Esto lo tenías que escribir al principio, de todas maneras sique siendo una descripción bastante pobre del horno y de la instalación.

Esas resistencias calefactoras suelen estar dentro de un tubo metálico,  el desperfecto típico es que la resistencia toque la pared del tubo y te fugue a tierra.  Cuando pasa esto salta inmediatamente el diferencial, pero si no hay...  la corriente solo estará limitada por la imaginación...
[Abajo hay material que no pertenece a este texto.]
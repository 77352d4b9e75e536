//! Heuristic chart-data detection.
//!
//! Inspects extracted text for delimiter-separated tabular structure
//! and, when found, emits a [`ChartSpec`] for downstream rendering.
//! The heuristic is deterministic: same input, same answer.

use indexmap::IndexMap;

use crate::types::chart::{CellValue, ChartKind, ChartRow, ChartSpec};

/// Delimiters tried against the header line, in preference order.
const DELIMITERS: [char; 3] = [',', '\t', '|'];

/// Rows above this render better as a line chart than as bars.
const LINE_CHART_THRESHOLD: usize = 10;

/// Detect tabular structure in free text.
///
/// The header is the first line that splits into at least two columns;
/// leading prose (source headers, summaries) is skipped. Requires at
/// least two data rows whose column count matches the header; a data
/// row is kept only if at least one cell coerces to a number.
pub fn detect(text: &str) -> Option<ChartSpec> {
    let lines: Vec<&str> = text
        .lines()
        .map(str::trim)
        .filter(|l| !l.is_empty())
        .collect();

    if lines.len() < 3 {
        return None;
    }

    let (header_index, delimiter) = lines
        .iter()
        .enumerate()
        .find_map(|(i, line)| best_delimiter(line).map(|d| (i, d)))?;
    let columns: Vec<String> = lines[header_index]
        .split(delimiter)
        .map(|c| c.trim().to_string())
        .collect();

    let mut rows: Vec<ChartRow> = Vec::new();
    for line in &lines[header_index + 1..] {
        let cells: Vec<&str> = line.split(delimiter).map(str::trim).collect();
        if cells.len() != columns.len() {
            continue;
        }

        let mut row: ChartRow = IndexMap::new();
        let mut numeric_cells = 0;
        for (name, raw) in columns.iter().zip(&cells) {
            let value = match parse_numeric(raw) {
                Some(n) => {
                    numeric_cells += 1;
                    CellValue::Number(n)
                }
                None => CellValue::Text((*raw).to_string()),
            };
            row.insert(name.clone(), value);
        }

        if numeric_cells > 0 {
            rows.push(row);
        }
    }

    if rows.len() < 2 {
        return None;
    }

    let kind = if rows.len() > LINE_CHART_THRESHOLD {
        ChartKind::Line
    } else {
        ChartKind::Bar
    };

    Some(ChartSpec::new(kind, rows))
}

/// Pick the delimiter that splits the header into the most columns.
/// A single column is not tabular, so at least two are required.
fn best_delimiter(header: &str) -> Option<char> {
    let mut best: Option<(char, usize)> = None;
    for d in DELIMITERS {
        let count = header.split(d).count();
        if count > best.map_or(1, |(_, c)| c) {
            best = Some((d, count));
        }
    }
    best.map(|(d, _)| d)
}

/// Coerce a cell to a number, tolerating common decorations: currency
/// symbols, thousands separators, and percent signs.
pub(crate) fn parse_numeric(raw: &str) -> Option<f64> {
    let cleaned: String = raw
        .trim()
        .trim_start_matches(['$', '€', '£', '¥'])
        .trim_end_matches('%')
        .chars()
        .filter(|c| *c != ',' && *c != ' ')
        .collect();

    if cleaned.is_empty() {
        return None;
    }
    cleaned.parse::<f64>().ok()
}

#[cfg(test)]
mod tests {
    use super::*;

    fn number(row: &ChartRow, key: &str) -> f64 {
        row[key].as_number().expect("numeric cell")
    }

    #[test]
    fn fewer_than_three_lines_is_never_a_chart() {
        assert!(detect("").is_none());
        assert!(detect("a,b").is_none());
        assert!(detect("a,b\n1,2").is_none());
        assert!(detect("just some prose\nand another line").is_none());
    }

    #[test]
    fn simple_comma_table_becomes_a_bar_chart() {
        let spec = detect("a,b\n1,2\n3,4").unwrap();

        assert_eq!(spec.kind, ChartKind::Bar);
        assert_eq!(spec.rows.len(), 2);
        assert_eq!(number(&spec.rows[0], "a"), 1.0);
        assert_eq!(number(&spec.rows[0], "b"), 2.0);
        assert_eq!(number(&spec.rows[1], "a"), 3.0);
        assert_eq!(number(&spec.rows[1], "b"), 4.0);
    }

    #[test]
    fn more_than_ten_rows_becomes_a_line_chart() {
        let mut text = String::from("day,value\n");
        for i in 0..11 {
            text.push_str(&format!("{i},{}\n", i * 10));
        }
        let spec = detect(&text).unwrap();
        assert_eq!(spec.kind, ChartKind::Line);
        assert_eq!(spec.rows.len(), 11);
    }

    #[test]
    fn pipe_and_tab_delimiters_are_detected() {
        let spec = detect("name|count\nalpha|3\nbeta|5").unwrap();
        assert_eq!(spec.rows.len(), 2);
        assert_eq!(number(&spec.rows[1], "count"), 5.0);

        let spec = detect("name\tcount\nalpha\t3\nbeta\t5").unwrap();
        assert_eq!(spec.rows.len(), 2);
    }

    #[test]
    fn mismatched_and_non_numeric_rows_are_skipped() {
        let text = "city,pop\noslo,700000\nshort line\nbergen,plenty\ntromso,77000";
        let spec = detect(text).unwrap();
        // "short line" has the wrong column count, "bergen,plenty" has
        // no numeric cell
        assert_eq!(spec.rows.len(), 2);
    }

    #[test]
    fn numeric_decorations_are_stripped() {
        let spec = detect("quarter,revenue\nQ1,$1200\nQ2,95%").unwrap();
        assert_eq!(number(&spec.rows[0], "revenue"), 1200.0);
        assert_eq!(number(&spec.rows[1], "revenue"), 95.0);

        assert_eq!(parse_numeric("1 234"), Some(1234.0));
        assert_eq!(parse_numeric("£2,500"), Some(2500.0));
        assert_eq!(parse_numeric("n/a"), None);
        assert_eq!(parse_numeric(""), None);
    }

    #[test]
    fn table_after_leading_prose_is_found() {
        let text = "Source: https://example.com/report\nNumbers below.\nmonth,total\njan,10\nfeb,12";
        let spec = detect(text).unwrap();
        assert_eq!(spec.rows.len(), 2);
        assert_eq!(number(&spec.rows[0], "total"), 10.0);
        assert_eq!(number(&spec.rows[1], "total"), 12.0);
    }

    #[test]
    fn prose_with_single_column_is_rejected() {
        assert!(detect("heading\n2020\n2021\n2022").is_none());
    }
}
De ser así, se debería haber dado cuenta tu amigo, por lo que será muy útil un texto de al menos 300 palabras describiendo lo que hizo tu amigo, el historial del horno y tu instalación eléctrica.


----------



## unmonje (Sep 25, 2021)

Edinson120903 dijo:


> Un amigo electricista me ayudo a medir los KW con uno de sus instrumentos de medición,
> el horno esta en perfectas condiciones y limpio, además de que funciona con normalidad, el cliente me informa que consume mas energía de lo que consumía antes cuando estaba nuevo
> los protectores que tiene es un taco termomagnético y este no se dispara, solo se que el contador eléctrico esta marcando demasiado y el valor del recibo esta por las nubes


Si lo que su AMIGO mide es correcto sus resistencias estan perdiendo energia a tierra, lo extraño es que nadie se haya accidentado
Consiga un disyuntor diferencial de 25 o 40 amperes y alimente su horno a travez de este dispositivo , si al encender el horno, este corta o protege su horno esta roto, debe llamar a un técnico que busque  y encuentre la perdida a tierra.
Como sea, si no tiene un disyuntor, con un buen tester que mida 20 megohms  o mas vá a encontrar la falla porque es ENORME, tenga cuidado y no se mate usted mismo. La perdida se puede buscar sin encender el horno.


----------



## CMA's System (Sep 25, 2021)

Si el "amigo" es electricista y midió esa potencia pero no se dio cuenta de que algo anda mal....... o no es amigo o no es electricista y la medición la hizo a ojo 😂😂😂😂😂 
Además, si el horno tiene alguna fuga..... apenas lo tocas te vas a dar cuenta.


----------



## DOSMETROS (Sep 25, 2021)

CMA's System dijo:


> penas lo tocas te vas a dar cuenta



No no no , cuenta no , PA TA DA !


----------



## unmonje (Sep 25, 2021)

Ah ya entendí, el AMIGO  miro el horno y vio que era Gris y verde y en seguida entendió que eran 8,5 KVA

pensó.....
negro   =   1KVA
marron =   2Kva
rojo      =   3Kva
amarillo=   4kva
verde    =    5KVA
azul      =    6kva
violeta  =   7kva
Gris      =    8kva
blanco =     9kva
                               Fin del misterio    y si no es , seguro es lo mas probable ! ¿no ?

Fé de erratas

negro = 0KVA
marron = 1Kva
rojo = 2Kva
naranja = 3kva
amarillo= 4kva
verde = 5KVA
azul = 6kva
violeta = 7kva
Gris = 8kva
blanco = 9kva


----------



## Scooter (Sep 26, 2021)

Me parece una exageración el salto de 2600W a 8500W, lo que me induce a pensar que se midió mal o que el horno tiene una avería gorda gorda.
En cualquier caso pon un diferencial por tu seguridad.


----------



## moises calderon (Sep 26, 2021)

Más barato le sale comprarse otro horno, que pagar la factura por consumo de energía, es mi opinión, saludos.


----------



## Eduardo (Sep 26, 2021)

Si lo arregla él le conviene toda la vida.
 Ahi lo que tiene es una resistencia en corto o un contacto tocando la chapa. 
Pero ni a él ni al amigo se los percibe muy "manitas"


----------



## Pinchavalvulas (Sep 27, 2021)

Les tiro una idea... Por si sirve.

Un conocido, técnico de Sanyo, me contó que en los microondas fallaba mucho el motor del plato. Se ponían con fugas a chasis y saltaba diferencial.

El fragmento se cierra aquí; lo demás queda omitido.